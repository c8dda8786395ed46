use async_trait::async_trait;

use crate::error::AppError;
use crate::pagination::{Page, PageWindow};
use crate::search::document::{IndexDocument, SearchHit, UpdateScript};

/// Trait for search index operations, enabling mock testing.
///
/// Every write resolves only once the index has finished applying it, so a
/// returned `Ok` means the change is visible to subsequent searches.
#[cfg_attr(test, mockall::automock)]
#[async_trait]
pub trait PostSearchService: Send + Sync {
    /// Create the index if it does not exist yet and apply its mapping.
    /// Should be called on startup; repeating it is harmless.
    async fn ensure_index(&self) -> Result<(), AppError>;

    /// Add a document, keyed by its id.
    async fn index_post(&self, doc: &IndexDocument) -> Result<(), AppError>;

    /// Run `script` against the document whose id is `id`.
    /// Finding no such document is not an error.
    async fn update_post(&self, id: i64, script: &UpdateScript) -> Result<(), AppError>;

    /// Delete the document whose id is `id`. Finding none is not an error.
    async fn remove_post(&self, id: i64) -> Result<(), AppError>;

    /// Phrase search over title and paragraphs, ascending by id, restricted
    /// to `id > start_id` in cursor mode. `count` is the engine's total for
    /// that same filtered query.
    async fn search(&self, text: &str, window: &PageWindow) -> Result<Page<SearchHit>, AppError>;

    /// Number of documents matching `text` as a plain (non-phrase) query,
    /// with no id filter.
    async fn count(&self, text: &str) -> Result<u64, AppError>;
}

/// Wrap `text` as a phrase query. Embedded quotes would end the phrase early.
pub fn phrase_query(text: &str) -> String {
    format!("\"{}\"", text.replace('"', " ").trim())
}

/// Filter expression for the cursor, if any.
pub fn window_filter(window: &PageWindow) -> Option<String> {
    window.lower_bound().map(|start_id| format!("id > {start_id}"))
}

/// Filter expression selecting one document by id.
pub fn id_filter(id: i64) -> String {
    format!("id = {id}")
}

#[cfg(feature = "backends")]
pub use meili::MeilisearchService;

#[cfg(feature = "backends")]
mod meili {
    use std::time::Duration;

    use async_trait::async_trait;
    use meilisearch_sdk::client::Client;
    use meilisearch_sdk::errors::{Error as MeiliError, ErrorCode};
    use meilisearch_sdk::indexes::Index;
    use meilisearch_sdk::search::SearchResults;
    use meilisearch_sdk::task_info::TaskInfo;
    use meilisearch_sdk::tasks::Task;
    use serde::Deserialize;

    use super::{id_filter, phrase_query, window_filter, PostSearchService};
    use crate::config::SearchConfig;
    use crate::error::AppError;
    use crate::pagination::{Page, PageWindow};
    use crate::search::document::{IndexDocument, SearchHit, UpdateScript};
    use crate::search::mapping::IndexMapping;

    const SORT_BY_ID: [&str; 1] = ["id:asc"];
    const TASK_POLL_INTERVAL: Duration = Duration::from_millis(50);

    /// Meilisearch implementation of the PostSearchService.
    ///
    /// Key-based operations go through the SDK. Filter-scoped writes (edit by
    /// function, delete by filter) use the REST API directly.
    pub struct MeilisearchService {
        client: Client,
        http: reqwest::Client,
        url: String,
        api_key: Option<String>,
        index_name: String,
        mapping: IndexMapping,
        task_timeout: Duration,
    }

    #[derive(Deserialize)]
    #[serde(rename_all = "camelCase")]
    struct EnqueuedTask {
        task_uid: u32,
    }

    #[derive(Deserialize)]
    struct TaskState {
        status: String,
        #[serde(default)]
        error: Option<TaskFailure>,
    }

    #[derive(Deserialize)]
    struct TaskFailure {
        message: String,
        code: String,
    }

    fn map_meili_error(e: MeiliError) -> AppError {
        match e {
            MeiliError::Meilisearch(err) => AppError::SearchOperation(err.to_string()),
            MeiliError::Timeout => AppError::SearchUnavailable("timed out waiting for task".into()),
            other => AppError::SearchUnavailable(other.to_string()),
        }
    }

    fn map_http_error(e: reqwest::Error) -> AppError {
        AppError::SearchUnavailable(e.to_string())
    }

    impl MeilisearchService {
        /// Create with explicit configuration.
        pub fn new(config: &SearchConfig) -> Result<Self, AppError> {
            let client = Client::new(&config.url, config.api_key.clone()).map_err(|e| {
                AppError::SearchUnavailable(format!("Failed to create Meilisearch client: {e}"))
            })?;

            Ok(Self {
                client,
                http: reqwest::Client::new(),
                url: config.url.trim_end_matches('/').to_string(),
                api_key: config.api_key.clone(),
                index_name: config.index.clone(),
                mapping: IndexMapping::posts(),
                task_timeout: config.task_timeout(),
            })
        }

        fn index(&self) -> Index {
            self.client.index(&self.index_name)
        }

        /// Create `name` if missing, then apply `mapping` and the experimental
        /// features it relies on. Settings are reapplied on an existing index.
        pub async fn ensure_index_with(
            &self,
            name: &str,
            mapping: &IndexMapping,
        ) -> Result<(), AppError> {
            let created = match self.client.get_index(name).await {
                Ok(_) => false,
                Err(MeiliError::Meilisearch(err))
                    if matches!(err.error_code, ErrorCode::IndexNotFound) =>
                {
                    self.create(name, mapping)
                        .await
                        .map_err(|e| AppError::IndexMapping(e.to_string()))?;
                    true
                }
                Err(e) => return Err(AppError::IndexMapping(e.to_string())),
            };

            self.apply_mapping(name, mapping)
                .await
                .map_err(|e| AppError::IndexMapping(e.to_string()))?;

            if created {
                tracing::info!("Created index [{name}] with mappings.");
            } else {
                tracing::debug!("Index [{name}] already exists, mappings reapplied");
            }
            Ok(())
        }

        async fn create(&self, name: &str, mapping: &IndexMapping) -> Result<(), AppError> {
            let task = self
                .client
                .create_index(name, Some(mapping.primary_key))
                .await
                .map_err(map_meili_error)?;
            self.wait(task).await
        }

        async fn apply_mapping(&self, name: &str, mapping: &IndexMapping) -> Result<(), AppError> {
            let index = self.client.index(name);

            let task = index
                .set_searchable_attributes(mapping.searchable_attributes())
                .await
                .map_err(map_meili_error)?;
            self.wait(task).await?;

            let task = index
                .set_filterable_attributes(mapping.filterable_attributes())
                .await
                .map_err(map_meili_error)?;
            self.wait(task).await?;

            let task = index
                .set_sortable_attributes(mapping.sortable_attributes())
                .await
                .map_err(map_meili_error)?;
            self.wait(task).await?;

            self.enable_document_edition().await
        }

        /// Scripted updates are an experimental Meilisearch feature.
        async fn enable_document_edition(&self) -> Result<(), AppError> {
            let response = self
                .authorized(self.http.patch(format!("{}/experimental-features", self.url)))
                .json(&serde_json::json!({ "editDocumentsByFunction": true }))
                .send()
                .await
                .map_err(map_http_error)?;

            if !response.status().is_success() {
                let status = response.status();
                let body = response.text().await.unwrap_or_default();
                return Err(AppError::SearchOperation(format!(
                    "enabling document edition failed ({status}): {body}"
                )));
            }
            Ok(())
        }

        fn authorized(&self, request: reqwest::RequestBuilder) -> reqwest::RequestBuilder {
            match &self.api_key {
                Some(key) => request.bearer_auth(key),
                None => request,
            }
        }

        async fn wait(&self, task: TaskInfo) -> Result<(), AppError> {
            let task = task
                .wait_for_completion(&self.client, Some(TASK_POLL_INTERVAL), Some(self.task_timeout))
                .await
                .map_err(map_meili_error)?;

            match task {
                Task::Failed { content } => Err(AppError::SearchOperation(content.error.to_string())),
                _ => Ok(()),
            }
        }

        /// POST a filter-scoped write and wait for the resulting task.
        async fn submit_filtered(&self, path: &str, body: serde_json::Value) -> Result<(), AppError> {
            let url = format!("{}/indexes/{}/{}", self.url, self.index_name, path);
            let response = self
                .authorized(self.http.post(&url))
                .json(&body)
                .send()
                .await
                .map_err(map_http_error)?;

            if !response.status().is_success() {
                let status = response.status();
                let body = response.text().await.unwrap_or_default();
                return Err(AppError::SearchOperation(format!("{path} rejected ({status}): {body}")));
            }

            let task: EnqueuedTask = response.json().await.map_err(map_http_error)?;
            self.wait_for_task_uid(task.task_uid).await
        }

        async fn wait_for_task_uid(&self, task_uid: u32) -> Result<(), AppError> {
            let url = format!("{}/tasks/{task_uid}", self.url);
            let poll = async {
                loop {
                    let state: TaskState = self
                        .authorized(self.http.get(&url))
                        .send()
                        .await
                        .map_err(map_http_error)?
                        .error_for_status()
                        .map_err(map_http_error)?
                        .json()
                        .await
                        .map_err(map_http_error)?;

                    match state.status.as_str() {
                        "succeeded" => return Ok(()),
                        "failed" | "canceled" => {
                            let reason = state
                                .error
                                .map(|e| format!("{} ({})", e.message, e.code))
                                .unwrap_or_else(|| state.status.clone());
                            return Err(AppError::SearchOperation(format!(
                                "task {task_uid} {}: {reason}",
                                state.status
                            )));
                        }
                        _ => tokio::time::sleep(TASK_POLL_INTERVAL).await,
                    }
                }
            };

            tokio::time::timeout(self.task_timeout, poll)
                .await
                .map_err(|_| {
                    AppError::SearchUnavailable(format!("timed out waiting for task {task_uid}"))
                })?
        }
    }

    #[async_trait]
    impl PostSearchService for MeilisearchService {
        async fn ensure_index(&self) -> Result<(), AppError> {
            self.ensure_index_with(&self.index_name, &self.mapping).await
        }

        async fn index_post(&self, doc: &IndexDocument) -> Result<(), AppError> {
            let task = self
                .index()
                .add_documents(&[doc], Some(self.mapping.primary_key))
                .await
                .map_err(map_meili_error)?;
            self.wait(task).await?;

            tracing::debug!(post_id = doc.id, "Indexed post");
            Ok(())
        }

        async fn update_post(&self, id: i64, script: &UpdateScript) -> Result<(), AppError> {
            let body = serde_json::json!({
                "filter": id_filter(id),
                "function": script.source(),
                "context": script.context(),
            });
            self.submit_filtered("documents/edit", body).await?;

            tracing::debug!(post_id = id, "Applied scripted update");
            Ok(())
        }

        async fn remove_post(&self, id: i64) -> Result<(), AppError> {
            let body = serde_json::json!({ "filter": id_filter(id) });
            self.submit_filtered("documents/delete", body).await?;

            tracing::debug!(post_id = id, "Removed post from index");
            Ok(())
        }

        async fn search(&self, text: &str, window: &PageWindow) -> Result<Page<SearchHit>, AppError> {
            let phrase = phrase_query(text);
            let filter = window_filter(window);

            let index = self.index();
            let mut query = index.search();
            query.with_query(&phrase).with_sort(&SORT_BY_ID);
            if let Some(filter) = filter.as_deref() {
                query.with_filter(filter);
            }
            if let Some(offset) = window.offset() {
                query.with_offset(offset as usize);
            }
            if let Some(limit) = window.limit() {
                query.with_limit(limit as usize);
            }

            let results: SearchResults<IndexDocument> =
                query.execute().await.map_err(map_meili_error)?;

            let count = results
                .estimated_total_hits
                .or(results.total_hits)
                .unwrap_or(results.hits.len()) as u64;
            let hits = results
                .hits
                .into_iter()
                .map(|hit| SearchHit::from(hit.result))
                .collect();

            Ok(Page::new(hits, count))
        }

        async fn count(&self, text: &str) -> Result<u64, AppError> {
            let index = self.index();
            let mut query = index.search();
            query.with_query(text).with_limit(0);

            let results: SearchResults<IndexDocument> =
                query.execute().await.map_err(map_meili_error)?;

            Ok(results.estimated_total_hits.or(results.total_hits).unwrap_or(0) as u64)
        }
    }
}
use async_trait::async_trait;

use crate::db::models::{NewPost, NewUser, Post, UpdatePost, User};
use crate::error::AppError;
use crate::pagination::{Page, PageWindow};

/// Repository trait for post operations.
///
/// This trait allows mocking the database layer in tests. Every read that
/// returns posts loads the author relation.
#[async_trait]
pub trait PostRepository: Send + Sync {
    /// Persist a new post for `author`, assigning the next id.
    async fn insert(&self, post: NewPost, author: &User) -> Result<Post, AppError>;

    /// Apply `patch` to the post with `id`. A missing post is not an error here;
    /// callers reload to find out.
    async fn update(&self, id: i64, patch: &UpdatePost) -> Result<(), AppError>;

    /// Find a post by its id.
    async fn find_by_id(&self, id: i64) -> Result<Option<Post>, AppError>;

    /// Find the posts with the given ids, in no particular order.
    async fn find_by_ids(&self, ids: &[i64]) -> Result<Vec<Post>, AppError>;

    /// Delete a post. Returns whether a post was actually removed.
    async fn delete(&self, id: i64) -> Result<bool, AppError>;

    /// Posts in ascending id order for `window`, with the number of posts
    /// matching the window's filter.
    async fn find_and_count(&self, window: &PageWindow) -> Result<Page<Post>, AppError>;

    /// Number of posts in the collection.
    async fn count(&self) -> Result<u64, AppError>;
}

/// Repository trait for users, used to resolve post authors.
#[async_trait]
pub trait UserRepository: Send + Sync {
    async fn create(&self, user: NewUser) -> Result<User, AppError>;

    async fn find_by_id(&self, id: i64) -> Result<Option<User>, AppError>;
}

#[cfg(feature = "backends")]
pub use mongo::{MongoPostRepository, MongoUserRepository};

/// MongoDB implementations.
///
/// Only available when the `backends` feature is enabled.
#[cfg(feature = "backends")]
mod mongo {
    use std::collections::HashMap;

    use async_trait::async_trait;
    use chrono::Utc;
    use futures::TryStreamExt;
    use mongodb::bson::{doc, Document};
    use mongodb::options::{FindOneAndUpdateOptions, FindOptions, ReturnDocument};
    use mongodb::{Collection, Database};
    use serde::{Deserialize, Serialize};

    use super::{PostRepository, UserRepository};
    use crate::db::models::{NewPost, NewUser, Post, UpdatePost, User};
    use crate::error::AppError;
    use crate::pagination::{Page, PageWindow};

    /// A named sequence in the `counters` collection.
    #[derive(Debug, Serialize, Deserialize)]
    struct Counter {
        #[serde(rename = "_id")]
        name: String,
        seq: i64,
    }

    fn db_error(e: mongodb::error::Error) -> AppError {
        AppError::Database(e.to_string())
    }

    /// Atomically increment and return the sequence `name`, starting at 1.
    async fn next_id(counters: &Collection<Counter>, name: &str) -> Result<i64, AppError> {
        let options = FindOneAndUpdateOptions::builder()
            .upsert(true)
            .return_document(ReturnDocument::After)
            .build();

        let counter = counters
            .find_one_and_update(doc! { "_id": name }, doc! { "$inc": { "seq": 1_i64 } })
            .with_options(options)
            .await
            .map_err(db_error)?
            .ok_or_else(|| AppError::Database(format!("sequence '{name}' was not created")))?;

        Ok(counter.seq)
    }

    pub struct MongoPostRepository {
        posts: Collection<Post>,
        users: Collection<User>,
        counters: Collection<Counter>,
    }

    impl MongoPostRepository {
        pub fn new(db: &Database) -> Self {
            Self {
                posts: db.collection("posts"),
                users: db.collection("users"),
                counters: db.collection("counters"),
            }
        }

        async fn collect(&self, filter: Document, options: FindOptions) -> Result<Vec<Post>, AppError> {
            let mut cursor = self
                .posts
                .find(filter)
                .with_options(options)
                .await
                .map_err(db_error)?;

            let mut posts = Vec::new();
            while let Some(post) = cursor.try_next().await.map_err(db_error)? {
                posts.push(post);
            }

            self.attach_authors(&mut posts).await?;
            Ok(posts)
        }

        /// Load the author relation for each post with one query.
        async fn attach_authors(&self, posts: &mut [Post]) -> Result<(), AppError> {
            if posts.is_empty() {
                return Ok(());
            }

            let mut author_ids: Vec<i64> = posts.iter().map(|p| p.author_id).collect();
            author_ids.sort_unstable();
            author_ids.dedup();

            let mut cursor = self
                .users
                .find(doc! { "_id": { "$in": author_ids } })
                .await
                .map_err(db_error)?;

            let mut authors = HashMap::new();
            while let Some(user) = cursor.try_next().await.map_err(db_error)? {
                authors.insert(user.id, user);
            }

            for post in posts.iter_mut() {
                post.author = authors.get(&post.author_id).cloned();
            }
            Ok(())
        }
    }

    #[async_trait]
    impl PostRepository for MongoPostRepository {
        async fn insert(&self, post: NewPost, author: &User) -> Result<Post, AppError> {
            let id = next_id(&self.counters, "posts").await?;
            let mut stored = Post {
                id,
                title: post.title,
                paragraphs: post.paragraphs,
                author_id: author.id,
                created_at: Utc::now(),
                author: None,
            };

            self.posts.insert_one(&stored).await.map_err(db_error)?;

            stored.author = Some(author.clone());
            Ok(stored)
        }

        async fn update(&self, id: i64, patch: &UpdatePost) -> Result<(), AppError> {
            let Some(update) = patch.to_update_document() else {
                return Ok(());
            };

            self.posts
                .update_one(doc! { "_id": id }, update)
                .await
                .map_err(db_error)?;

            Ok(())
        }

        async fn find_by_id(&self, id: i64) -> Result<Option<Post>, AppError> {
            let post = self
                .posts
                .find_one(doc! { "_id": id })
                .await
                .map_err(db_error)?;

            let Some(mut post) = post else {
                return Ok(None);
            };
            self.attach_authors(std::slice::from_mut(&mut post)).await?;
            Ok(Some(post))
        }

        async fn find_by_ids(&self, ids: &[i64]) -> Result<Vec<Post>, AppError> {
            if ids.is_empty() {
                return Ok(Vec::new());
            }
            self.collect(doc! { "_id": { "$in": ids.to_vec() } }, FindOptions::default())
                .await
        }

        async fn delete(&self, id: i64) -> Result<bool, AppError> {
            let result = self
                .posts
                .delete_one(doc! { "_id": id })
                .await
                .map_err(db_error)?;

            Ok(result.deleted_count > 0)
        }

        async fn find_and_count(&self, window: &PageWindow) -> Result<Page<Post>, AppError> {
            let filter = match window.lower_bound() {
                Some(start_id) => doc! { "_id": { "$gt": start_id } },
                None => doc! {},
            };

            let limit = window
                .limit()
                .map(i64::try_from)
                .transpose()
                .map_err(|_| AppError::BadRequest("limit is out of range".into()))?;
            let options = FindOptions::builder()
                .sort(doc! { "_id": 1 })
                .skip(window.offset())
                .limit(limit)
                .build();

            let count = self
                .posts
                .count_documents(filter.clone())
                .await
                .map_err(db_error)?;
            let items = self.collect(filter, options).await?;

            Ok(Page::new(items, count))
        }

        async fn count(&self) -> Result<u64, AppError> {
            self.posts.count_documents(doc! {}).await.map_err(db_error)
        }
    }

    pub struct MongoUserRepository {
        users: Collection<User>,
        counters: Collection<Counter>,
    }

    impl MongoUserRepository {
        pub fn new(db: &Database) -> Self {
            Self {
                users: db.collection("users"),
                counters: db.collection("counters"),
            }
        }
    }

    #[async_trait]
    impl UserRepository for MongoUserRepository {
        async fn create(&self, user: NewUser) -> Result<User, AppError> {
            let stored = User {
                id: next_id(&self.counters, "users").await?,
                email: user.email,
                name: user.name,
                created_at: Utc::now(),
            };

            self.users.insert_one(&stored).await.map_err(db_error)?;
            Ok(stored)
        }

        async fn find_by_id(&self, id: i64) -> Result<Option<User>, AppError> {
            self.users
                .find_one(doc! { "_id": id })
                .await
                .map_err(db_error)
        }
    }
}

====

- WHAT YOU WILL DO: Lines above that have "UpdatePost": copy each of them.

- EXERCISE ANSWER:
use crate::db::models::{NewPost, NewUser, Post, UpdatePost, User};
    async fn update(&self, id: i64, patch: &UpdatePost) -> Result<(), AppError>;
    use crate::db::models::{NewPost, NewUser, Post, UpdatePost, User};
        async fn update(&self, id: i64, patch: &UpdatePost) -> Result<(), AppError> {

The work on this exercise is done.